Problem to solve
Look below and pull out each line with the word "clear".

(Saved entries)
▬▬▬
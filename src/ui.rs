use crossterm::event::{KeyCode, KeyEvent, KeyModifiers};
use ratatui::{prelude::*, widgets::*};
use rfocus::audio::{AudioState, BUILTIN_TRACKS};
use rfocus::session::format_mmss;
use rfocus::settings::{SettingUpdate, Theme};
use rfocus::signal::ToastLevel;
use rfocus::{FocusCoordinator, Mode, Snapshot};
use std::path::Path;

const VOLUME_STEP: f32 = 0.05;

// ============================================================================
// UI State
// ============================================================================

#[derive(PartialEq, Clone, Copy, Default)]
pub enum Prompt {
    #[default]
    Closed,
    Setting,
    Upload,
}

#[derive(Default)]
pub struct UiState {
    pub prompt: Prompt,
    pub input: String,
    pub animation_frame: u8,
}

impl UiState {
    pub fn animate(&mut self) {
        self.animation_frame = self.animation_frame.wrapping_add(1) % 20;
    }
}

#[derive(Clone, Copy)]
struct Palette {
    focus_color: Color,
    short_break_color: Color,
    long_break_color: Color,
    border_color: Color,
    accent_color: Color,
}

impl Palette {
    fn mode_color(&self, mode: Mode) -> Color {
        match mode {
            Mode::Focus => self.focus_color,
            Mode::ShortBreak => self.short_break_color,
            Mode::LongBreak => self.long_break_color,
        }
    }
}

fn palette(theme: Theme) -> Palette {
    match theme {
        Theme::Nord => Palette {
            focus_color: Color::Rgb(136, 192, 255),
            short_break_color: Color::Rgb(255, 20, 60),
            long_break_color: Color::Rgb(0, 255, 100),
            border_color: Color::Rgb(100, 200, 255),
            accent_color: Color::Rgb(255, 100, 255),
        },
        Theme::Dracula => Palette {
            focus_color: Color::Rgb(189, 147, 249),
            short_break_color: Color::Rgb(255, 0, 85),
            long_break_color: Color::Rgb(0, 255, 0),
            border_color: Color::Rgb(200, 100, 255),
            accent_color: Color::Rgb(255, 0, 255),
        },
        Theme::Gruvbox => Palette {
            focus_color: Color::Rgb(254, 128, 25),
            short_break_color: Color::Rgb(255, 50, 0),
            long_break_color: Color::Rgb(255, 255, 0),
            border_color: Color::Rgb(255, 200, 100),
            accent_color: Color::Rgb(255, 150, 0),
        },
        Theme::Solarized => Palette {
            focus_color: Color::Rgb(42, 161, 152),
            short_break_color: Color::Rgb(255, 0, 0),
            long_break_color: Color::Rgb(150, 255, 0),
            border_color: Color::Rgb(100, 200, 255),
            accent_color: Color::Rgb(255, 200, 0),
        },
        Theme::Default => Palette {
            focus_color: Color::Rgb(100, 181, 246),
            short_break_color: Color::Rgb(255, 0, 100),
            long_break_color: Color::Rgb(0, 255, 150),
            border_color: Color::Rgb(0, 200, 255),
            accent_color: Color::Rgb(255, 100, 0),
        },
    }
}

// ============================================================================
// Event Handlers
// ============================================================================

/// Returns true when the user asked to quit.
pub fn handle_key(key: KeyEvent, coordinator: &mut FocusCoordinator, ui: &mut UiState) -> bool {
    if ui.prompt != Prompt::Closed {
        match key.code {
            KeyCode::Char(c) => ui.input.push(c),
            KeyCode::Backspace => { ui.input.pop(); }
            KeyCode::Enter => submit_prompt(coordinator, ui),
            KeyCode::Esc => {
                ui.prompt = Prompt::Closed;
                ui.input.clear();
            }
            _ => {}
        }
        return false;
    }

    if matches!(key.code, KeyCode::Char('q') | KeyCode::Esc) ||
       (key.code == KeyCode::Char('c') && key.modifiers.contains(KeyModifiers::CONTROL)) {
        return true;
    }

    match key.code {
        KeyCode::Char(' ') => coordinator.toggle(),
        KeyCode::Char('r') => coordinator.reset(),
        KeyCode::Char('f') => coordinator.set_mode(Mode::Focus),
        KeyCode::Char('s') => coordinator.set_mode(Mode::ShortBreak),
        KeyCode::Char('l') => coordinator.set_mode(Mode::LongBreak),
        KeyCode::Char(c @ '1'..='5') => {
            let idx = (c as u8 - b'1') as usize;
            let _ = coordinator.select_ambient_track(BUILTIN_TRACKS[idx].id);
        }
        KeyCode::Char('+') | KeyCode::Char('=') => coordinator.adjust_volume(VOLUME_STEP),
        KeyCode::Char('-') => coordinator.adjust_volume(-VOLUME_STEP),
        KeyCode::Char('o') => coordinator.toggle_looping(),
        KeyCode::Char('m') => {
            let enabled = coordinator.settings().sound_enabled;
            let _ = coordinator.update_setting(SettingUpdate::SoundEnabled(!enabled));
        }
        KeyCode::Char('t') => {
            let next = coordinator.settings().preferred_theme.next();
            let _ = coordinator.update_setting(SettingUpdate::Theme(next));
        }
        KeyCode::Char('E') => coordinator.cycle_energy_level(),
        KeyCode::Char('e') => {
            ui.prompt = Prompt::Setting;
            ui.input.clear();
        }
        KeyCode::Char('u') => {
            ui.prompt = Prompt::Upload;
            ui.input.clear();
        }
        _ => {}
    }

    false
}

fn submit_prompt(coordinator: &mut FocusCoordinator, ui: &mut UiState) {
    let input = ui.input.trim().to_string();
    if !input.is_empty() {
        match ui.prompt {
            Prompt::Setting => {
                let (key, value) = input.split_once('=').unwrap_or((input.as_str(), ""));
                let _ = coordinator.update_setting_str(key, value);
            }
            Prompt::Upload => {
                let _ = coordinator.register_upload(Path::new(&input));
            }
            Prompt::Closed => {}
        }
    }
    ui.prompt = Prompt::Closed;
    ui.input.clear();
}

// ============================================================================
// UI Rendering
// ============================================================================

pub fn render(f: &mut Frame, coordinator: &FocusCoordinator, ui: &UiState) {
    let snap = coordinator.snapshot();
    let pal = palette(snap.theme);
    let color = pal.mode_color(snap.mode);

    let chunks = Layout::default()
        .direction(Direction::Vertical)
        .constraints([Constraint::Length(3), Constraint::Min(1), Constraint::Length(4)])
        .split(f.size());

    // Header
    let mut title = vec![Span::styled(" 🍅 RFOCUS ", Style::default()
        .fg(pal.accent_color).add_modifier(Modifier::BOLD))];
    if snap.is_demo_mode {
        title.push(Span::styled(" DEMO (not saved) ", Style::default()
            .fg(Color::Black).bg(Color::Yellow)));
    }
    let header = Block::default()
        .borders(Borders::ALL)
        .border_type(BorderType::Rounded)
        .border_style(Style::default().fg(pal.border_color))
        .title(Line::from(title));
    f.render_widget(header, chunks[0]);

    // Main content
    let sections = Layout::default()
        .direction(Direction::Vertical)
        .constraints([
            Constraint::Percentage(10),
            Constraint::Length(1), Constraint::Length(1),
            Constraint::Length(1), Constraint::Length(1),
            Constraint::Length(3), Constraint::Length(1),
            Constraint::Length(1), Constraint::Length(1),
            Constraint::Length(3), Constraint::Length(1),
            Constraint::Length(1), Constraint::Length(1),
            Constraint::Length(1), Constraint::Length(1),
            Constraint::Length(1),
            Constraint::Percentage(10),
        ])
        .split(chunks[1]);

    f.render_widget(
        Paragraph::new(mode_tabs(&snap, &pal)).alignment(Alignment::Center),
        sections[1]
    );

    f.render_widget(
        Paragraph::new(snap.mode.name())
            .style(Style::default().fg(color).add_modifier(Modifier::BOLD))
            .alignment(Alignment::Center),
        sections[3]
    );

    f.render_widget(
        Paragraph::new(format_mmss(snap.seconds_remaining))
            .style(Style::default().fg(color).add_modifier(Modifier::BOLD))
            .alignment(Alignment::Center)
            .block(Block::default().padding(Padding::vertical(1))),
        sections[5]
    );

    let status = if snap.is_running {
        format!("{} RUNNING", if ui.animation_frame < 10 { "●" } else { "○" })
    } else {
        format!("⏸  PAUSED{}", ".".repeat((ui.animation_frame / 5) as usize % 4))
    };
    f.render_widget(
        Paragraph::new(status)
            .style(Style::default()
                .fg(if snap.is_running { Color::Green } else { Color::Yellow })
                .add_modifier(Modifier::BOLD))
            .alignment(Alignment::Center),
        sections[7]
    );

    f.render_widget(
        Gauge::default()
            .block(Block::default().borders(Borders::ALL).border_type(BorderType::Rounded))
            .gauge_style(Style::default().fg(color).bg(Color::Black))
            .percent((snap.progress * 100.0) as u16),
        sections[9]
    );

    let in_cycle = snap.sessions_completed_in_cycle % snap.sessions_until_long_break.max(1);
    let energy = snap.energy_level.map(|e| format!("  •  ⚡ {e}/5")).unwrap_or_default();
    let session_text = format!(
        "Session {} of {}  •  {} completed  •  🔥 streak {}{}",
        in_cycle + 1,
        snap.sessions_until_long_break,
        snap.sessions_completed_in_cycle,
        snap.streak,
        energy
    );
    f.render_widget(
        Paragraph::new(session_text).style(Style::default().fg(Color::Gray)).alignment(Alignment::Center),
        sections[11]
    );

    f.render_widget(
        Paragraph::new(ambient_line(&snap)).style(Style::default().fg(Color::Gray)).alignment(Alignment::Center),
        sections[13]
    );

    if let Some(toast) = coordinator.last_toast() {
        let toast_color = match toast.level {
            ToastLevel::Success => Color::Green,
            ToastLevel::Info => Color::Gray,
            ToastLevel::Warning => Color::Yellow,
            ToastLevel::Error => Color::Red,
        };
        let text = if toast.body.is_empty() {
            toast.title.clone()
        } else {
            format!("{}  {}", toast.title, toast.body)
        };
        f.render_widget(
            Paragraph::new(text).style(Style::default().fg(toast_color)).alignment(Alignment::Center),
            sections[15]
        );
    }

    // Controls or prompt
    let footer = match ui.prompt {
        Prompt::Closed => controls(&pal),
        Prompt::Setting => prompt_lines(
            "Setting (key=value)",
            &format!("keys: {}", SettingUpdate::KEYS.join(", ")),
            &ui.input,
        ),
        Prompt::Upload => prompt_lines("Audio file path", "Enter to play, Esc to cancel", &ui.input),
    };
    f.render_widget(
        Paragraph::new(footer).alignment(Alignment::Center).style(Style::default().fg(Color::DarkGray)),
        chunks[2]
    );
}

fn mode_tabs(snap: &Snapshot, pal: &Palette) -> Line<'static> {
    let mut spans = Vec::new();
    for (i, mode) in Mode::ALL.into_iter().enumerate() {
        if i > 0 {
            spans.push(Span::raw("  │  "));
        }
        let label = match mode {
            Mode::Focus => "[F]ocus",
            Mode::ShortBreak => "[S]hort Break",
            Mode::LongBreak => "[L]ong Break",
        };
        let style = if mode == snap.mode {
            Style::default().fg(pal.mode_color(mode)).add_modifier(Modifier::BOLD | Modifier::UNDERLINED)
        } else {
            Style::default().fg(Color::DarkGray)
        };
        spans.push(Span::styled(label, style));
    }
    Line::from(spans)
}

fn ambient_line(snap: &Snapshot) -> String {
    let volume = (snap.volume * 100.0).round() as u32;
    let looping = if snap.looping { "on" } else { "off" };
    match (&snap.audio, &snap.audio_track_name) {
        (AudioState::Playing(_), Some(name)) => {
            format!("♪ {name}  •  vol {volume}%  •  loop {looping}")
        }
        (AudioState::Playing(id), None) => format!("♪ {id}  •  vol {volume}%  •  loop {looping}"),
        (AudioState::Idle, _) => format!(
            "♪ ambient off  •  vol {volume}%  •  loop {looping}  •  sound {}",
            if snap.sound_enabled { "on" } else { "muted" }
        ),
    }
}

fn controls(pal: &Palette) -> Vec<Line<'static>> {
    let key = |text: &'static str| {
        Span::styled(text, Style::default().fg(pal.accent_color).add_modifier(Modifier::BOLD))
    };
    vec![
        Line::from(vec![
            key("Space"), Span::raw(" Start/Pause  •  "),
            key("R"), Span::raw(" Reset  •  "),
            key("F/S/L"), Span::raw(" Mode  •  "),
            key("E"), Span::raw(" Edit setting  •  "),
            key("Q"), Span::raw(" Quit"),
        ]),
        Line::from(vec![
            key("1-5"), Span::raw(" Ambient  •  "),
            key("+/-"), Span::raw(" Volume  •  "),
            key("O"), Span::raw(" Loop  •  "),
            key("U"), Span::raw(" Upload  •  "),
            key("M"), Span::raw(" Mute  •  "),
            key("T"), Span::raw(" Theme  •  "),
            key("Shift-E"), Span::raw(" Energy"),
        ]),
    ]
}

fn prompt_lines(label: &str, hint: &str, input: &str) -> Vec<Line<'static>> {
    vec![
        Line::from(vec![
            Span::styled(format!("{label}: "), Style::default().fg(Color::Yellow).add_modifier(Modifier::BOLD)),
            Span::styled(input.to_string(), Style::default().fg(Color::Green).add_modifier(Modifier::BOLD)),
            Span::styled("█", Style::default().fg(Color::Green)),
        ]),
        Line::from(Span::styled(hint.to_string(), Style::default().fg(Color::DarkGray).add_modifier(Modifier::ITALIC))),
    ]
}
▬▬▬
Solution for this problem
                ui.input.clear();
            ui.input.clear();
            ui.input.clear();
    ui.input.clear();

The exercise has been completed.